_Exercise material_:
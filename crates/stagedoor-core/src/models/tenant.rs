//! Tenant domain model.
//!
//! A tenant is an organization. Every user and every downstream
//! resource belongs to exactly one tenant; the subdomain is the
//! tenant's globally unique handle.

use chrono::{DateTime, Utc};
use serde::{Deserialize, Serialize};
use uuid::Uuid;

/// Subscription tier of a tenant. New tenants always start on
/// [`SubscriptionTier::Trial`].
#[derive(Debug, Clone, Copy, Serialize, Deserialize, PartialEq, Eq)]
#[serde(rename_all = "SCREAMING_SNAKE_CASE")]
pub enum SubscriptionTier {
    Trial,
    Standard,
    Pro,
}

#[derive(Debug, Clone, Serialize, Deserialize)]
pub struct Tenant {
    pub id: Uuid,
    /// Human-readable organization name.
    pub name: String,
    /// Globally unique handle: lowercase `[a-z0-9-]`, 3–20 chars.
    pub subdomain: String,
    pub tier: SubscriptionTier,
    /// End of the trial window. Set only while `tier` is `Trial`.
    pub trial_ends_at: Option<DateTime<Utc>>,
    pub created_at: DateTime<Utc>,
    pub updated_at: DateTime<Utc>,
}

/// Fields required to create a new tenant.
#[derive(Debug, Clone, Serialize, Deserialize)]
pub struct CreateTenant {
    pub name: String,
    pub subdomain: String,
    pub tier: SubscriptionTier,
    pub trial_ends_at: Option<DateTime<Utc>>,
}

pub const SUBDOMAIN_MIN_LEN: usize = 3;
pub const SUBDOMAIN_MAX_LEN: usize = 20;

/// Whether `s` is a well-formed subdomain: 3–20 characters, lowercase
/// ASCII letters, digits, or hyphens.
pub fn valid_subdomain(s: &str) -> bool {
    (SUBDOMAIN_MIN_LEN..=SUBDOMAIN_MAX_LEN).contains(&s.len())
        && s.chars()
            .all(|c| c.is_ascii_lowercase() || c.is_ascii_digit() || c == '-')
}

#[cfg(test)]
mod tests {
    use super::*;

    #[test]
    fn accepts_well_formed_subdomains() {
        assert!(valid_subdomain("abc"));
        assert!(valid_subdomain("grace-church-2"));
        assert!(valid_subdomain("a2345678901234567890"));
    }

    #[test]
    fn rejects_malformed_subdomains() {
        assert!(!valid_subdomain("ab"));
        assert!(!valid_subdomain("a23456789012345678901"));
        assert!(!valid_subdomain("Uppercase"));
        assert!(!valid_subdomain("with space"));
        assert!(!valid_subdomain("dots.are.out"));
        assert!(!valid_subdomain(""));
    }
}
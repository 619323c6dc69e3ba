//! Simple Shop Core - Shared types library.
//!
//! This crate provides the types used by the storefront state engine:
//! - products and the cart lines snapshotted from them
//! - decimal prices and cart totals
//! - the pagination policy for the product grid
//!
//! # Architecture
//!
//! The core crate contains only types and pure functions - no I/O, no storage
//! access, no HTTP clients. Everything here can be tested without a runtime.
//!
//! # Modules
//!
//! - [`types`] - Newtype wrappers for ids, prices, quantities and catalog records
//! - [`pagination`] - Page slicing and page-button layout

#![cfg_attr(not(test), forbid(unsafe_code))]

pub mod pagination;
pub mod types;

pub use pagination::{PageButton, PaginationControls};
pub use types::*;
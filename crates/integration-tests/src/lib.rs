//! Integration tests for Simple Shop.
//!
//! # Running Tests
//!
//! ```bash
//! cargo test -p simple-shop-integration-tests
//! ```
//!
//! # Test Categories
//!
//! - `catalog_http` - Fetching the catalog over HTTP and recovering from bad responses
//! - `storefront_lifecycle` - Load, browse, fill the cart and reload from storage
//!
//! The helpers below serve catalog fixtures from an in-process `axum` router
//! bound to an ephemeral port, so no external services are needed.

use axum::Router;
use axum::http::StatusCode;
use axum::routing::get;
use serde_json::{Value, json};
use url::Url;

/// Catalog fixture with `count` products.
///
/// Product `n` (1-based) costs `n * 1.25`, so ids and prices sort the same way.
#[must_use]
pub fn catalog_json(count: i32) -> Value {
    let products: Vec<Value> = (1..=count)
        .map(|id| {
            json!({
                "id": id,
                "name": format!("Product {id}"),
                "description": format!("The number {id} product"),
                "image": format!("images/product-{id}.jpg"),
                "price": f64::from(id) * 1.25,
            })
        })
        .collect();
    json!({ "products": products })
}

/// A running fixture server.
pub struct CatalogServer {
    base: Url,
}

impl CatalogServer {
    /// Start a server with these routes:
    ///
    /// - `/products.json` - the given catalog document
    /// - `/broken.json` - a body that is not JSON
    /// - `/wrong-shape.json` - JSON without a `products` array
    /// - `/unavailable.json` - HTTP 503
    ///
    /// # Panics
    ///
    /// Panics if the listener cannot be bound.
    pub async fn start(catalog: Value) -> Self {
        let app = Router::new()
            .route(
                "/products.json",
                get(move || {
                    let catalog = catalog.clone();
                    async move { axum::Json(catalog) }
                }),
            )
            .route("/broken.json", get(|| async { "{ products: oops" }))
            .route(
                "/wrong-shape.json",
                get(|| async { axum::Json(json!({ "items": [] })) }),
            )
            .route(
                "/unavailable.json",
                get(|| async { (StatusCode::SERVICE_UNAVAILABLE, "try later") }),
            );

        let listener = tokio::net::TcpListener::bind("127.0.0.1:0")
            .await
            .expect("Failed to bind fixture server");
        let addr = listener
            .local_addr()
            .expect("Fixture server has no local address");

        tokio::spawn(async move {
            axum::serve(listener, app)
                .await
                .expect("Fixture server error");
        });

        let base = Url::parse(&format!("http://{addr}/")).expect("Invalid fixture URL");
        Self { base }
    }

    /// URL of a route on this server.
    ///
    /// # Panics
    ///
    /// Panics if `path` is not a valid relative URL.
    #[must_use]
    pub fn url(&self, path: &str) -> Url {
        self.base.join(path).expect("Invalid fixture path")
    }
}
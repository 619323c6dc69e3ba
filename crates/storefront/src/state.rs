//! Storefront state container.

use std::cmp::Ordering;
use std::num::NonZeroUsize;

use simple_shop_core::pagination::DEFAULT_PAGE_SIZE;
use simple_shop_core::{Product, ProductId, SortOrder, Totals};
use tracing::instrument;

use crate::cart::{CartStore, DEFAULT_CART_KEY};
use crate::catalog::{CatalogError, CatalogSource, CatalogStore};
use crate::intent::Intent;
use crate::storage::DurableStorage;
use crate::view::{CartView, Notification, ViewNotifier};

/// Settings the state engine needs at construction.
#[derive(Debug, Clone, PartialEq, Eq)]
pub struct StorefrontSettings {
    /// Storage key holding the cart.
    pub cart_key: String,
    /// Products per page.
    pub page_size: NonZeroUsize,
}

impl Default for StorefrontSettings {
    fn default() -> Self {
        Self {
            cart_key: DEFAULT_CART_KEY.to_string(),
            page_size: DEFAULT_PAGE_SIZE,
        }
    }
}

/// The whole widget state: catalog, cart and the view that displays them.
///
/// Every operation runs to completion and redraws the affected parts of the
/// view before returning. Operations that change nothing do not redraw.
#[derive(Debug)]
pub struct Storefront<S, V> {
    catalog: CatalogStore,
    cart: CartStore<S>,
    view: V,
}

impl<S: DurableStorage, V: ViewNotifier> Storefront<S, V> {
    /// Create the storefront with an empty catalog, restoring the saved cart.
    pub fn new(storage: S, view: V, settings: StorefrontSettings) -> Self {
        Self {
            catalog: CatalogStore::new(settings.page_size),
            cart: CartStore::open(storage, settings.cart_key),
            view,
        }
    }

    // =========================================================================
    // Catalog
    // =========================================================================

    /// Fetch the catalog from `source` and apply the result.
    ///
    /// Returns true if a catalog was loaded.
    #[instrument(skip_all)]
    pub async fn load_catalog<C: CatalogSource>(&mut self, source: &C) -> bool {
        let result = source.fetch().await;
        self.apply_catalog(result)
    }

    /// Apply the outcome of a catalog fetch.
    ///
    /// On success the catalog is replaced and products, cart and pagination
    /// are rendered. On failure the error is logged and the catalog stays as
    /// it was (empty at startup).
    pub fn apply_catalog(&mut self, result: Result<Vec<Product>, CatalogError>) -> bool {
        match result {
            Ok(products) => {
                tracing::info!(count = products.len(), "Catalog loaded");
                self.catalog.replace(products);
                self.render_products();
                self.render_cart();
                self.render_pagination();
                true
            }
            Err(e) => {
                tracing::error!(error = %e, "Error loading products");
                false
            }
        }
    }

    /// Reorder the catalog with `compare` and return to page 1.
    pub fn sort_by<F>(&mut self, compare: F)
    where
        F: FnMut(&Product, &Product) -> Ordering,
    {
        self.catalog.sort_by(compare);
        self.render_products();
        self.render_pagination();
    }

    /// Reorder the catalog by price and return to page 1.
    pub fn sort(&mut self, order: SortOrder) {
        self.sort_by(|a, b| order.compare(a, b));
    }

    // =========================================================================
    // Pagination
    // =========================================================================

    /// Go to the previous page. No-op on page 1.
    pub fn previous_page(&mut self) -> bool {
        let moved = self.catalog.previous();
        self.after_page_change(moved)
    }

    /// Go to the next page. No-op on the last page.
    pub fn next_page(&mut self) -> bool {
        let moved = self.catalog.next();
        self.after_page_change(moved)
    }

    /// Go to `page`. No-op outside `1..=total_pages`.
    pub fn go_to_page(&mut self, page: usize) -> bool {
        let moved = self.catalog.go_to(page);
        self.after_page_change(moved)
    }

    fn after_page_change(&mut self, moved: bool) -> bool {
        if moved {
            self.render_products();
            self.render_pagination();
        }
        moved
    }

    // =========================================================================
    // Cart
    // =========================================================================

    /// Add one unit of catalog product `id` to the cart.
    ///
    /// Unknown ids are ignored. Returns true if the cart changed.
    pub fn add_to_cart(&mut self, id: ProductId) -> bool {
        let Some(product) = self.cart.add_to_cart(&self.catalog, id) else {
            return false;
        };
        let notification = Notification::added_to_cart(&product.name);
        self.render_cart();
        self.view.notify(&notification);
        true
    }

    /// Remove the cart line for `id`. Returns true if there was one.
    pub fn remove_from_cart(&mut self, id: ProductId) -> bool {
        let removed = self.cart.remove_from_cart(id);
        if removed {
            self.render_cart();
        }
        removed
    }

    /// Empty the cart.
    pub fn clear_cart(&mut self) {
        self.cart.clear_cart();
        self.render_cart();
        self.view.notify(&Notification::cart_cleared());
    }

    /// Item count and total price of the cart.
    #[must_use]
    pub fn totals(&self) -> Totals {
        self.cart.totals()
    }

    /// Display model of the cart.
    #[must_use]
    pub fn cart_view(&self) -> CartView {
        CartView::new(self.cart.lines(), self.cart.totals())
    }

    // =========================================================================
    // Dispatch
    // =========================================================================

    /// Apply a user intent. Returns true if state changed.
    pub fn dispatch(&mut self, intent: Intent) -> bool {
        tracing::debug!(?intent, "Dispatching intent");
        match intent {
            Intent::SortByPrice(order) => {
                self.sort(order);
                true
            }
            Intent::PreviousPage => self.previous_page(),
            Intent::NextPage => self.next_page(),
            Intent::GoToPage(page) => self.go_to_page(page),
            Intent::AddToCart(id) => self.add_to_cart(id),
            Intent::RemoveFromCart(id) => self.remove_from_cart(id),
            Intent::ClearCart => {
                self.clear_cart();
                true
            }
        }
    }

    // =========================================================================
    // Accessors
    // =========================================================================

    #[must_use]
    pub const fn catalog(&self) -> &CatalogStore {
        &self.catalog
    }

    #[must_use]
    pub const fn cart(&self) -> &CartStore<S> {
        &self.cart
    }

    #[must_use]
    pub const fn view(&self) -> &V {
        &self.view
    }

    pub const fn view_mut(&mut self) -> &mut V {
        &mut self.view
    }

    /// Tear down the storefront, keeping the storage and the view.
    #[must_use]
    pub fn into_parts(self) -> (S, V) {
        (self.cart.into_storage(), self.view)
    }

    fn render_products(&mut self) {
        self.view.render_products(self.catalog.visible());
    }

    fn render_pagination(&mut self) {
        self.view.render_pagination(&self.catalog.controls());
    }

    fn render_cart(&mut self) {
        let cart = self.cart_view();
        self.view.render_cart(&cart);
    }
}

_Task to complete_: Find the lines above that include the string "unique" and copy them.

_Solution to this exercise_:
//! tenant's globally unique handle.
    /// Globally unique handle: lowercase `[a-z0-9-]`, 3–20 chars.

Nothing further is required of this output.